- Opening Delimiter -
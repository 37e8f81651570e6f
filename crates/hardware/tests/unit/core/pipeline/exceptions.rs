//! Exception Tests.
//!
//! An illegal instruction or an out-of-range access raises the exception once:
//! fetch is redirected to the handler at 0x8000 and younger work is squashed.
//! The run then ends with `Exception` when the handler halts, or immediately
//! on a second exception.

use rvpipe_core::RunStatus;
use rvpipe_core::common::constants::EXCEPTION_HANDLER;
use rvpipe_core::isa::instruction::StageStatus;

use crate::common::builder::{HALT, InstructionBuilder as I};
use crate::common::harness::TestContext;

#[test]
fn illegal_instruction_redirects_to_handler() {
    let program = [0x0000_0000, I::new().addi(5, 0, 1).build()];
    let mut ctx = TestContext::new()
        .load_program(0, &program)
        .load_program(EXCEPTION_HANDLER, &[HALT]);
    ctx.sim.cpu.pc = 0;

    // Cycle 2 decodes the illegal word; cycle 3 fetches from the handler.
    let _ = ctx.run(2);
    assert!(ctx.sim.pipeline.control.exception_raised);
    assert_eq!(ctx.sim.pipeline.state.if_.status, StageStatus::Speculative);
    let _ = ctx.run(1);
    assert_eq!(ctx.sim.pipeline.state.if_.pc, EXCEPTION_HANDLER);
    assert_eq!(ctx.sim.pipeline.state.id.status, StageStatus::Squashed);

    assert_eq!(ctx.run_to_end(), RunStatus::Exception, "handler halt ends as exception");
    assert_eq!(ctx.get_reg(5), 0);
    let stats = ctx.stats();
    assert_eq!(stats.exceptions, 1);
    assert_eq!(stats.squashed, 1);
    assert_eq!(stats.cycles, 7);
}

#[test]
fn second_exception_ends_run() {
    // The handler area is zero-filled, so it holds another illegal word.
    let mut ctx = TestContext::new().load_program(0, &[0x0000_0000]);
    assert_eq!(ctx.run_to_end(), RunStatus::Exception);
    let stats = ctx.stats();
    assert_eq!(stats.exceptions, 2);
    assert_eq!(stats.cycles, 4);
}

#[test]
fn out_of_range_load_raises_exception() {
    let program = [
        I::new().lui(1, 0x10).build(), // x1 = 0x10000, one past the end of memory
        I::new().ld(2, 1, 0).build(),
        I::new().addi(5, 0, 1).build(),
        I::new().addi(6, 0, 1).build(),
    ];
    let mut ctx = TestContext::new()
        .load_program(EXCEPTION_HANDLER, &[HALT])
        .load_program(0, &program);
    assert_eq!(ctx.run_to_end(), RunStatus::Exception);
    assert_eq!(ctx.get_reg(2), 0, "faulted load writes nothing");
    assert_eq!((ctx.get_reg(5), ctx.get_reg(6)), (0, 0), "younger work squashed");
    let stats = ctx.stats();
    assert_eq!(stats.exceptions, 1);
    assert_eq!(stats.squashed, 2);
    assert_eq!(stats.dcache_hits + stats.dcache_misses, 0, "faults skip the cache");
    assert_eq!(stats.cycles, 9);
}

#[test]
fn out_of_range_store_leaves_memory_untouched() {
    let program = [
        I::new().addi(1, 0, -8).build(),
        I::new().addi(2, 0, 7).build(),
        I::new().sd(1, 2, 0).build(),
        HALT,
    ];
    let mut ctx = TestContext::new()
        .load_program(EXCEPTION_HANDLER, &[HALT])
        .load_program(0, &program);
    assert_eq!(ctx.run_to_end(), RunStatus::Exception, "squashed halt does not retire");
    assert_eq!(ctx.stats().exceptions, 1);
    assert_eq!(ctx.read_mem(0), u64::from(program[0]) | (u64::from(program[1]) << 32));
}

#[test]
fn older_work_still_commits() {
    let program = [I::new().addi(5, 0, 3).build(), 0x0000_0000];
    let mut ctx = TestContext::new()
        .load_program(EXCEPTION_HANDLER, &[HALT])
        .load_program(0, &program);
    assert_eq!(ctx.run_to_end(), RunStatus::Exception);
    assert_eq!(ctx.get_reg(5), 3);
}

#[test]
fn wrong_path_illegal_word_is_ignored() {
    // The word after the jump is illegal but never decoded.
    let program = [I::new().jal(0, 8).build(), 0x0000_0000, HALT];
    let mut ctx = TestContext::new().load_program(0, &program);
    assert_eq!(ctx.run_to_end(), RunStatus::Halt);
    assert_eq!(ctx.stats().exceptions, 0);
}

#[test]
fn functional_mode_stops_at_illegal_instruction() {
    let program = [I::new().addi(5, 0, 3).build(), 0x0000_0000, HALT];
    let mut ctx = TestContext::functional().load_program(0, &program);
    assert_eq!(ctx.run_to_end(), RunStatus::Exception);
    assert_eq!(ctx.get_reg(5), 3);
    assert_eq!(ctx.cpu().pc, 4, "pc stays on the offending instruction");
    assert_eq!(ctx.stats().exceptions, 1);
}

#[test]
fn functional_mode_stops_at_memory_fault() {
    let program = [I::new().lui(1, 0x10).build(), I::new().ld(2, 1, 0).build(), HALT];
    let mut ctx = TestContext::functional().load_program(0, &program);
    assert_eq!(ctx.run_to_end(), RunStatus::Exception);
    assert_eq!(ctx.cpu().pc, 4);
    assert_eq!(ctx.get_reg(2), 0);
}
- Closing Delimiter -
### What you need to do
Starting from the first line of the records above, retype each line exactly up to and including the one that contains "assert_eq!(ctx.sim.pipeline.state.if_.pc, EXCEPTION_HANDLER);", and nothing more.

### The completed task
repository 37e8f81651570e6f
filename crates/hardware/tests/unit/core/pipeline/exceptions.rs
//! Exception Tests.
//!
//! An illegal instruction or an out-of-range access raises the exception once:
//! fetch is redirected to the handler at 0x8000 and younger work is squashed.
//! The run then ends with `Exception` when the handler halts, or immediately
//! on a second exception.

use rvpipe_core::RunStatus;
use rvpipe_core::common::constants::EXCEPTION_HANDLER;
use rvpipe_core::isa::instruction::StageStatus;

use crate::common::builder::{HALT, InstructionBuilder as I};
use crate::common::harness::TestContext;

#[test]
fn illegal_instruction_redirects_to_handler() {
    let program = [0x0000_0000, I::new().addi(5, 0, 1).build()];
    let mut ctx = TestContext::new()
        .load_program(0, &program)
        .load_program(EXCEPTION_HANDLER, &[HALT]);
    ctx.sim.cpu.pc = 0;

    // Cycle 2 decodes the illegal word; cycle 3 fetches from the handler.
    let _ = ctx.run(2);
    assert!(ctx.sim.pipeline.control.exception_raised);
    assert_eq!(ctx.sim.pipeline.state.if_.status, StageStatus::Speculative);
    let _ = ctx.run(1);
    assert_eq!(ctx.sim.pipeline.state.if_.pc, EXCEPTION_HANDLER);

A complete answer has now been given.